Page MenuHomePhabricator

decom spare server lawrencium/WMF3542
Closed, ResolvedPublic

Description

decom spare server lawrencium/WMF3542, it was already reclaimed to spares on T183343

all that is left is remove from rack, update racktables, remove switch port config


This checklist is able to be copied and pasted into phabricator hardware request tasks for reclaiming systems to spare or decom.

  • - all system services confirmed offline from production use
  • - set all icinga checks to maint mode/disabled while reclaim/decommmission takes place.
  • - remove system from all lvs/pybal active configuration
  • - any service group puppet/hiera/dsh config removed
  • - remove site.pp (replace with role::spare::system if system isn't shut down immediately during this process.)

START NON-INTERRUPPTABLE STEPS

  • - disable puppet on host
  • - remove all remaining puppet references (include role::spare)
  • - power down host
  • - disable switch port
  • - switch port assignment noted on this task (for later removal)
  • - remove production dns entries
  • - puppet node clean, puppet node deactivate

END NON-INTERRUPPTABLE STEPS

  • - system disks wiped (by onsite)
  • - IF DECOM: system unracked and decommissioned (by onsite), update racktables with result
  • - IF DECOM: switch port configration removed from switch once system is unracked.
  • - IF DECOM: mgmt dns entries removed.
  • - IF RECLAIM: system added back to spares tracking (by onsite)

Event Timeline

RobH triaged this task as Medium priority.Apr 3 2018, 9:42 PM
RobH created this task.
Cmjohnson moved this task from Backlog to Up next on the ops-eqiad board.Apr 10 2018, 2:00 PM

Change 427445 had a related patch set uploaded (by Cmjohnson; owner: Cmjohnson):
[operations/dns@master] removing dns entries for lawrencium

https://gerrit.wikimedia.org/r/427445

Change 427445 merged by Cmjohnson:
[operations/dns@master] removing dns entries for lawrencium

https://gerrit.wikimedia.org/r/427445

Cmjohnson closed this task as Resolved.Apr 18 2018, 5:19 PM

removed from rack, tracking sheet updated.

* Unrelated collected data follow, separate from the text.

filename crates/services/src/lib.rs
pub mod services;
//! Read-through cache for list and detail queries.
//!
//! Entries are keyed by resource, path and query parameters. Mutations drop
//! every entry of the resources they affect; there is no partial patching.

use std::{collections::BTreeMap, future::Future, sync::Arc, time::Duration};

use moka::future::Cache;
use serde::{Serialize, de::DeserializeOwned};
use serde_json::Value;
use utils::pagination::PageParams;

use crate::error::ClientError;

const DEFAULT_CAPACITY: u64 = 512;
const DEFAULT_TTL: Duration = Duration::from_secs(300);

#[derive(Debug, Clone, Copy, PartialEq, Eq, Hash, PartialOrd, Ord)]
pub enum Resource {
    CurrentUser,
    Users,
    Teams,
    Board,
    Themes,
    ProjectTypes,
    TaskTypes,
    Projects,
    Tasks,
    Releases,
    GitHubLinks,
}

/// Sorted query parameters; equal filters produce equal keys.
#[derive(Debug, Clone, Default, PartialEq, Eq, Hash)]
pub struct QueryParams(BTreeMap<String, String>);

impl QueryParams {
    pub fn new() -> Self {
        Self::default()
    }

    pub fn with(mut self, key: &str, value: impl ToString) -> Self {
        self.0.insert(key.to_string(), value.to_string());
        self
    }

    pub fn with_opt<V: ToString>(self, key: &str, value: Option<V>) -> Self {
        match value {
            Some(value) => self.with(key, value),
            None => self,
        }
    }

    pub fn with_page(self, page: PageParams) -> Self {
        self.with_opt("page", page.page)
            .with_opt("page_size", page.page_size)
    }

    pub fn pairs(&self) -> Vec<(&str, &str)> {
        self.0
            .iter()
            .map(|(key, value)| (key.as_str(), value.as_str()))
            .collect()
    }

    pub fn is_empty(&self) -> bool {
        self.0.is_empty()
    }
}

#[derive(Debug, Clone, PartialEq, Eq, Hash)]
pub struct QueryKey {
    pub resource: Resource,
    pub path: String,
    pub params: QueryParams,
}

impl QueryKey {
    pub fn new(resource: Resource, path: impl Into<String>, params: QueryParams) -> Self {
        Self {
            resource,
            path: path.into(),
            params,
        }
    }
}

/// What a mutation touched, for invalidation.
#[derive(Debug, Clone, Copy, PartialEq, Eq)]
pub enum Mutation {
    Session,
    User,
    Team,
    Theme,
    ProjectType,
    TaskType,
    Project,
    Task,
    Release,
    GitHubLink,
}

/// Resources whose cached reads may be stale after `mutation`.
pub fn invalidation_targets(mutation: Mutation) -> &'static [Resource] {
    use Resource::*;
    match mutation {
        Mutation::Session => &[CurrentUser, Users],
        Mutation::User => &[Users, Teams, CurrentUser],
        Mutation::Team => &[Teams, TaskTypes, Board, Tasks],
        Mutation::Theme => &[Themes, Projects],
        Mutation::ProjectType => &[ProjectTypes, Projects],
        Mutation::TaskType => &[TaskTypes, Tasks, Board],
        Mutation::Project => &[Projects, Themes, Tasks],
        Mutation::Task => &[Tasks, Projects, Releases, Board],
        Mutation::Release => &[Releases, Tasks],
        Mutation::GitHubLink => &[GitHubLinks, Tasks],
    }
}

#[derive(Debug, Clone)]
pub struct QueryCache {
    inner: Cache<QueryKey, Arc<Value>>,
}

impl Default for QueryCache {
    fn default() -> Self {
        Self::new(DEFAULT_CAPACITY, DEFAULT_TTL)
    }
}

impl QueryCache {
    pub fn new(max_capacity: u64, ttl: Duration) -> Self {
        Self {
            inner: Cache::builder()
                .max_capacity(max_capacity)
                .time_to_live(ttl)
                .build(),
        }
    }

    pub async fn contains(&self, key: &QueryKey) -> bool {
        self.inner.get(key).await.is_some()
    }

    /// Returns the cached value for `key`, or runs `fetch` and stores its result.
    /// Failed fetches are not cached.
    pub async fn get_or_fetch<T, F, Fut>(&self, key: QueryKey, fetch: F) -> Result<T, ClientError>
    where
        T: Serialize + DeserializeOwned,
        F: FnOnce() -> Fut,
        Fut: Future<Output = Result<T, ClientError>>,
    {
        if let Some(cached) = self.inner.get(&key).await {
            match T::deserialize(cached.as_ref()) {
                Ok(value) => {
                    tracing::trace!(resource = ?key.resource, path = %key.path, "Query cache hit");
                    return Ok(value);
                }
                Err(err) => {
                    tracing::debug!(path = %key.path, error = %err, "Dropping unreadable cache entry");
                    self.inner.invalidate(&key).await;
                }
            }
        }

        let value = fetch().await?;
        if let Ok(json) = serde_json::to_value(&value) {
            self.inner.insert(key, Arc::new(json)).await;
        }
        Ok(value)
    }

    pub async fn invalidate_resources(&self, resources: &[Resource]) {
        let stale: Vec<Arc<QueryKey>> = self
            .inner
            .iter()
            .filter(|(key, _)| resources.contains(&key.resource))
            .map(|(key, _)| key)
            .collect();
        for key in stale {
            self.inner.invalidate(key.as_ref()).await;
        }
        tracing::debug!(?resources, "Invalidated cached queries");
    }

    pub async fn invalidate_after(&self, mutation: Mutation) {
        self.invalidate_resources(invalidation_targets(mutation))
            .await;
    }

    pub fn clear(&self) {
        self.inner.invalidate_all();
    }
}
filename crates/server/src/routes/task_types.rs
use axum::{
    Extension, Json, Router,
    extract::{Path, Query, State},
    middleware::from_fn_with_state,
    response::Json as ResponseJson,
    routing::{get, patch, post},
};
use db::models::{
    task_type::{CreateTaskType, TaskType, TaskTypeStats, UpdateTaskType},
    team::Team,
    type_field::{
        CreateTypeField, MigrateType, MigrationResult, TypeField, UpdateTypeField, UpdateWorkflow,
    },
};
use deployment::Deployment;
use sea_orm::TransactionTrait;
use serde::Deserialize;
use services::services::{
    type_migration,
    type_schema::{validate_field_update, validate_new_field, validate_type_definition},
    validation::require_non_blank,
};
use utils::{
    pagination::Paginated,
    response::{ApiResponse, MessageResponse},
};

use crate::{
    DeploymentImpl, error::ApiError, http::auth::CurrentUser,
    middleware::load_task_type_middleware, routes::resolve_page,
};

#[derive(Debug, Deserialize)]
pub struct TaskTypeQuery {
    pub team_id: Option<i64>,
    pub page: Option<u64>,
    pub page_size: Option<u64>,
}

#[derive(Debug, Deserialize)]
pub struct TeamScope {
    pub team_id: Option<i64>,
}

pub async fn list_task_types(
    State(deployment): State<DeploymentImpl>,
    Query(query): Query<TaskTypeQuery>,
) -> Result<ResponseJson<ApiResponse<Paginated<TaskType>>>, ApiError> {
    let page = resolve_page(&deployment, query.page, query.page_size)?;
    let (types, total) = TaskType::list(&deployment.db().pool, query.team_id, page).await?;
    Ok(ResponseJson(ApiResponse::success(Paginated::new(
        types, total, page,
    ))))
}

pub async fn create_task_type(
    State(deployment): State<DeploymentImpl>,
    Extension(current): Extension<CurrentUser>,
    Query(scope): Query<TeamScope>,
    Json(mut payload): Json<CreateTaskType>,
) -> Result<ResponseJson<ApiResponse<TaskType>>, ApiError> {
    current.require_admin()?;
    let team_id = scope
        .team_id
        .ok_or_else(|| ApiError::BadRequest("team_id is required".to_string()))?;
    let workflow = validate_type_definition(
        &payload.name,
        &payload.slug,
        &payload.workflow,
        &payload.fields,
    )?;
    payload.workflow = workflow.into_statuses();

    let tx = deployment.db().pool.begin().await?;
    if Team::find_by_id(&tx, team_id).await?.is_none() {
        return Err(ApiError::not_found("Team"));
    }
    if TaskType::slug_exists(&tx, team_id, &payload.slug).await? {
        return Err(ApiError::BadRequest(
            "Task type with this slug already exists in this team".to_string(),
        ));
    }
    let task_type = TaskType::create(&tx, team_id, &payload).await?;
    tx.commit().await?;

    tracing::info!(
        task_type_id = task_type.id,
        team_id,
        slug = %task_type.slug,
        "Created task type"
    );
    Ok(ResponseJson(ApiResponse::success(task_type)))
}

pub async fn get_task_type(
    Extension(task_type): Extension<TaskType>,
) -> Result<ResponseJson<ApiResponse<TaskType>>, ApiError> {
    Ok(ResponseJson(ApiResponse::success(task_type)))
}

pub async fn update_task_type(
    State(deployment): State<DeploymentImpl>,
    Extension(current): Extension<CurrentUser>,
    Extension(task_type): Extension<TaskType>,
    Json(payload): Json<UpdateTaskType>,
) -> Result<ResponseJson<ApiResponse<TaskType>>, ApiError> {
    current.require_admin()?;
    if let Some(name) = payload.name.as_deref() {
        require_non_blank("Name", name)?;
    }
    let updated =
        type_migration::update_task_type(&deployment.db().pool, task_type.id, &payload).await?;
    Ok(ResponseJson(ApiResponse::success(updated)))
}

pub async fn update_workflow(
    State(deployment): State<DeploymentImpl>,
    Extension(current): Extension<CurrentUser>,
    Extension(task_type): Extension<TaskType>,
    Json(payload): Json<UpdateWorkflow>,
) -> Result<ResponseJson<ApiResponse<TaskType>>, ApiError> {
    current.require_admin()?;
    let updated = type_migration::update_task_type_workflow(
        &deployment.db().pool,
        task_type.id,
        &payload.workflow,
        &payload.status_mappings,
    )
    .await?;
    Ok(ResponseJson(ApiResponse::success(updated)))
}

pub async fn get_stats(
    State(deployment): State<DeploymentImpl>,
    Extension(task_type): Extension<TaskType>,
) -> Result<ResponseJson<ApiResponse<TaskTypeStats>>, ApiError> {
    let stats = TaskType::stats(&deployment.db().pool, &task_type).await?;
    Ok(ResponseJson(ApiResponse::success(stats)))
}

/// Tasks follow the target type into its team.
pub async fn migrate_tasks(
    State(deployment): State<DeploymentImpl>,
    Extension(current): Extension<CurrentUser>,
    Extension(task_type): Extension<TaskType>,
    Json(payload): Json<MigrateType>,
) -> Result<ResponseJson<ApiResponse<MigrationResult>>, ApiError> {
    current.require_admin()?;
    let result =
        type_migration::migrate_task_type(&deployment.db().pool, task_type.id, &payload).await?;
    Ok(ResponseJson(ApiResponse::success(result)))
}

pub async fn delete_task_type(
    State(deployment): State<DeploymentImpl>,
    Extension(current): Extension<CurrentUser>,
    Extension(task_type): Extension<TaskType>,
) -> Result<ResponseJson<ApiResponse<MessageResponse>>, ApiError> {
    current.require_admin()?;
    type_migration::delete_task_type(&deployment.db().pool, task_type.id).await?;
    tracing::info!(task_type_id = task_type.id, "Deleted task type");
    Ok(ResponseJson(ApiResponse::success(MessageResponse::new(
        format!("Task type '{}' deleted", task_type.name),
    ))))
}

pub async fn add_field(
    State(deployment): State<DeploymentImpl>,
    Extension(current): Extension<CurrentUser>,
    Extension(task_type): Extension<TaskType>,
    Json(payload): Json<CreateTypeField>,
) -> Result<ResponseJson<ApiResponse<TypeField>>, ApiError> {
    current.require_admin()?;
    validate_new_field(&task_type.fields, &payload)?;
    let order = payload.effective_order(task_type.fields.len());
    let field = TaskType::add_field(&deployment.db().pool, task_type.id, &payload, order).await?;
    Ok(ResponseJson(ApiResponse::success(field)))
}

pub async fn update_field(
    State(deployment): State<DeploymentImpl>,
    Extension(current): Extension<CurrentUser>,
    Path((task_type_id, field_id)): Path<(i64, i64)>,
    Json(payload): Json<UpdateTypeField>,
) -> Result<ResponseJson<ApiResponse<TypeField>>, ApiError> {
    current.require_admin()?;
    let pool = &deployment.db().pool;
    let field = TaskType::find_field(pool, task_type_id, field_id)
        .await?
        .ok_or_else(|| ApiError::not_found("Field"))?;
    validate_field_update(&field, &payload)?;
    let updated = TaskType::update_field(pool, task_type_id, field_id, &payload).await?;
    Ok(ResponseJson(ApiResponse::success(updated)))
}

pub async fn delete_field(
    State(deployment): State<DeploymentImpl>,
    Extension(current): Extension<CurrentUser>,
    Path((task_type_id, field_id)): Path<(i64, i64)>,
) -> Result<ResponseJson<ApiResponse<MessageResponse>>, ApiError> {
    current.require_admin()?;
    let pruned =
        type_migration::delete_task_type_field(&deployment.db().pool, task_type_id, field_id)
            .await?;
    tracing::debug!(task_type_id, field_id, pruned, "Deleted task type field");
    Ok(ResponseJson(ApiResponse::success(MessageResponse::new(
        "Field deleted",
    ))))
}

pub fn router(deployment: &DeploymentImpl) -> Router<DeploymentImpl> {
    let task_type_id_router = Router::new()
        .route(
            "/",
            get(get_task_type)
                .patch(update_task_type)
                .delete(delete_task_type),
        )
        .route("/workflow", patch(update_workflow))
        .route("/stats", get(get_stats))
        .route("/migrate", post(migrate_tasks))
        .route("/fields", post(add_field))
        .layer(from_fn_with_state(
            deployment.clone(),
            load_task_type_middleware::<DeploymentImpl>,
        ));

    let inner = Router::new()
        .route("/", get(list_task_types).post(create_task_type))
        .route(
            "/{task_type_id}/fields/{field_id}",
            patch(update_field).delete(delete_field),
        )
        .nest("/{task_type_id}", task_type_id_router);

    Router::new().nest("/task-types", inner)
}

#[cfg(test)]
mod tests {
    use axum::http::StatusCode;
    use serde_json::{Value, json};

    use crate::test_support::TestApp;

    async fn team(app: &TestApp, slug: &str) -> i64 {
        let team = app
            .ok(
                "POST",
                "/api/v1/teams",
                Some(json!({"name": slug, "slug": slug})),
            )
            .await;
        team["id"].as_i64().unwrap()
    }

    async fn task_type(app: &TestApp, team_id: i64, slug: &str, workflow: &[&str]) -> Value {
        app.ok(
            "POST",
            &format!("/api/v1/task-types?team_id={team_id}"),
            Some(json!({
                "name": slug,
                "slug": slug,
                "workflow": workflow,
                "fields": [{"key": "points", "label": "Points", "field_type": "number"}]
            })),
        )
        .await
    }

    #[tokio::test]
    async fn slug_is_unique_per_team_and_team_is_required() {
        let app = TestApp::new().await;
        let web = team(&app, "web").await;
        let api = team(&app, "api").await;
        task_type(&app, web, "bug", &["open", "closed"]).await;
        task_type(&app, api, "bug", &["open", "closed"]).await;

        let (status, _) = app
            .send(
                "POST",
                &format!("/api/v1/task-types?team_id={web}"),
                Some(&app.admin_token),
                Some(json!({"name": "Bug", "slug": "bug", "workflow": ["open"]})),
            )
            .await;
        assert_eq!(status, StatusCode::BAD_REQUEST);

        let (status, _) = app
            .send(
                "POST",
                "/api/v1/task-types",
                Some(&app.admin_token),
                Some(json!({"name": "Bug", "slug": "bug2", "workflow": ["open"]})),
            )
            .await;
        assert_eq!(status, StatusCode::BAD_REQUEST);

        let (status, _) = app
            .send(
                "POST",
                "/api/v1/task-types?team_id=999",
                Some(&app.admin_token),
                Some(json!({"name": "Bug", "slug": "bug3", "workflow": ["open"]})),
            )
            .await;
        assert_eq!(status, StatusCode::NOT_FOUND);

        let page = app
            .ok("GET", &format!("/api/v1/task-types?team_id={web}"), None)
            .await;
        assert_eq!(page["total"], 1);
        let page = app.ok("GET", "/api/v1/task-types", None).await;
        assert_eq!(page["total"], 2);
    }

    #[tokio::test]
    async fn migration_moves_tasks_into_target_team() {
        let app = TestApp::new().await;
        let web = team(&app, "web").await;
        let api = team(&app, "api").await;
        let source = task_type(&app, web, "story", &["todo", "done"]).await;
        let target = task_type(&app, api, "feature", &["queued", "shipped"]).await;

        let task = app
            .ok(
                "POST",
                "/api/v1/tasks",
                Some(json!({
                    "title": "Carry over",
                    "team_id": web,
                    "task_type_id": source["id"],
                    "custom_data": {"points": 3}
                })),
            )
            .await;

        let result = app
            .ok(
                "POST",
                &format!("/api/v1/task-types/{}/migrate", source["id"]),
                Some(json!({"target_type_id": target["id"]})),
            )
            .await;
        assert_eq!(result["migrated"], 1);
        assert_eq!(result["source_deleted"], false);

        let moved = app
            .ok("GET", &format!("/api/v1/tasks/{}", task["id"]), None)
            .await;
        assert_eq!(moved["team_id"], api);
        assert_eq!(moved["task_type_id"], target["id"]);
        assert_eq!(moved["status"], "queued");
        assert_eq!(moved["custom_data"], json!({"points": 3}));

        let stats = app
            .ok(
                "GET",
                &format!("/api/v1/task-types/{}/stats", source["id"]),
                None,
            )
            .await;
        assert_eq!(stats["total"], 0);

        app.ok(
            "DELETE",
            &format!("/api/v1/task-types/{}", source["id"]),
            None,
        )
        .await;
    }

    #[tokio::test]
    async fn patch_workflow_without_mappings_rejects_populated_removal() {
        let app = TestApp::new().await;
        let web = team(&app, "web").await;
        let story = task_type(&app, web, "story", &["todo", "doing", "done"]).await;
        app.ok(
            "POST",
            "/api/v1/tasks",
            Some(json!({"title": "T", "team_id": web, "task_type_id": story["id"]})),
        )
        .await;

        let (status, _) = app
            .send(
                "PATCH",
                &format!("/api/v1/task-types/{}", story["id"]),
                Some(&app.admin_token),
                Some(json!({"workflow": ["doing", "done"]})),
            )
            .await;
        assert_eq!(status, StatusCode::BAD_REQUEST);

        let updated = app
            .ok(
                "PATCH",
                &format!("/api/v1/task-types/{}", story["id"]),
                Some(json!({"workflow": ["todo", "done"], "color": null})),
            )
            .await;
        assert_eq!(updated["workflow"], json!(["todo", "done"]));
        assert!(updated["color"].is_null());
    }
}
use db::models::task::Task;
use services::services::board::Board;

use crate::{api::ApiClient, error::ClientError};

impl ApiClient {
    /// Turns a card drop on a loaded board into at most one status update.
    ///
    /// Returns `None` when the card was dropped onto its own column.
    pub async fn drop_card(
        &self,
        board: &Board,
        task_id: i64,
        column: &str,
    ) -> Result<Option<Task>, ClientError> {
        match board.drop_task(task_id, column)? {
            Some(update) => {
                tracing::debug!(task_id, column, "Moving card");
                self.set_task_status(update.task_id, &update.status)
                    .await
                    .map(Some)
            }
            None => Ok(None),
        }
    }
}

#[cfg(test)]
mod tests {
    use db::models::{task::Task, task_type::TaskType, team::TeamBrief};
    use serde_json::json;
    use services::services::board::{Board, BoardError};

    use crate::{
        api::{
            ApiClient,
            test_server::{PASSWORD, spawn, task_json, task_type_json},
        },
        error::ClientError,
    };

    fn board() -> Board {
        let task_type: TaskType =
            serde_json::from_value(task_type_json(1, &["Backlog", "Doing", "Done"])).unwrap();
        let task: Task = serde_json::from_value(task_json(42, "Backlog")).unwrap();
        let team = TeamBrief {
            id: 1,
            name: "Platform".to_string(),
            slug: "platform".to_string(),
        };
        Board::build(team, &[task_type], vec![task])
    }

    #[tokio::test]
    async fn drop_sends_only_the_new_status() {
        let server = spawn().await;
        let client = ApiClient::new(&server.base_url);
        client.login("admin@corepm.local", PASSWORD).await.unwrap();
        let board = board();

        let moved = client.drop_card(&board, 42, "Done").await.unwrap().unwrap();
        assert_eq!(moved.status, "Done");
        assert_eq!(
            server.recorder.bodies("update_task"),
            vec![json!({
                "title": null,
                "team_id": null,
                "task_type_id": null,
                "status": "Done",
                "custom_data": null
            })]
        );

        assert!(client.drop_card(&board, 42, "Backlog").await.unwrap().is_none());
        assert!(matches!(
            client.drop_card(&board, 42, "Shipped").await,
            Err(ClientError::Board(BoardError::UnknownColumn { .. }))
        ));
        assert_eq!(server.recorder.hits("update_task"), 1);
    }
}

ema reopened this task as Open.Apr 19 2018, 8:04 AM
ema added a subscriber: ema.

Re-opening, this morning we had two icinga criticals for lawrencium and lawrencium.mgmt being down. Some decom steps seem to have been skipped.

There are still DNS entries in git:

jmm@korn:~/git/dns$ rgrep lawrenc *
templates/10.in-addr.arpa:94 1H IN PTR lawrencium.eqiad.wmnet.
templates/wmnet:lawrencium 1H IN A 10.64.48.94

It's also still in puppet, BTW:

jmm@sarin:~$ sudo cumin lawr*
1 hosts will be targeted:
lawrencium.eqiad.wmnet
DRY-RUN mode enabled, aborting

Dzahn added a subscriber: Dzahn.Jun 7 2018, 1:37 PM

Ticket needs the templated check boxes from https://wikitech.wikimedia.org/wiki/Server_Lifecycle/reclaim_checklist

copying that into ticket description

Dzahn updated the task description. (Show Details)Jun 7 2018, 1:37 PM

Mentioned in SAL (#wikimedia-operations) [2018-07-18T10:30:24Z] <moritzm> ran puppet clean/deactivate for lawrencium, long-standing source of errors in package deployments (T191360)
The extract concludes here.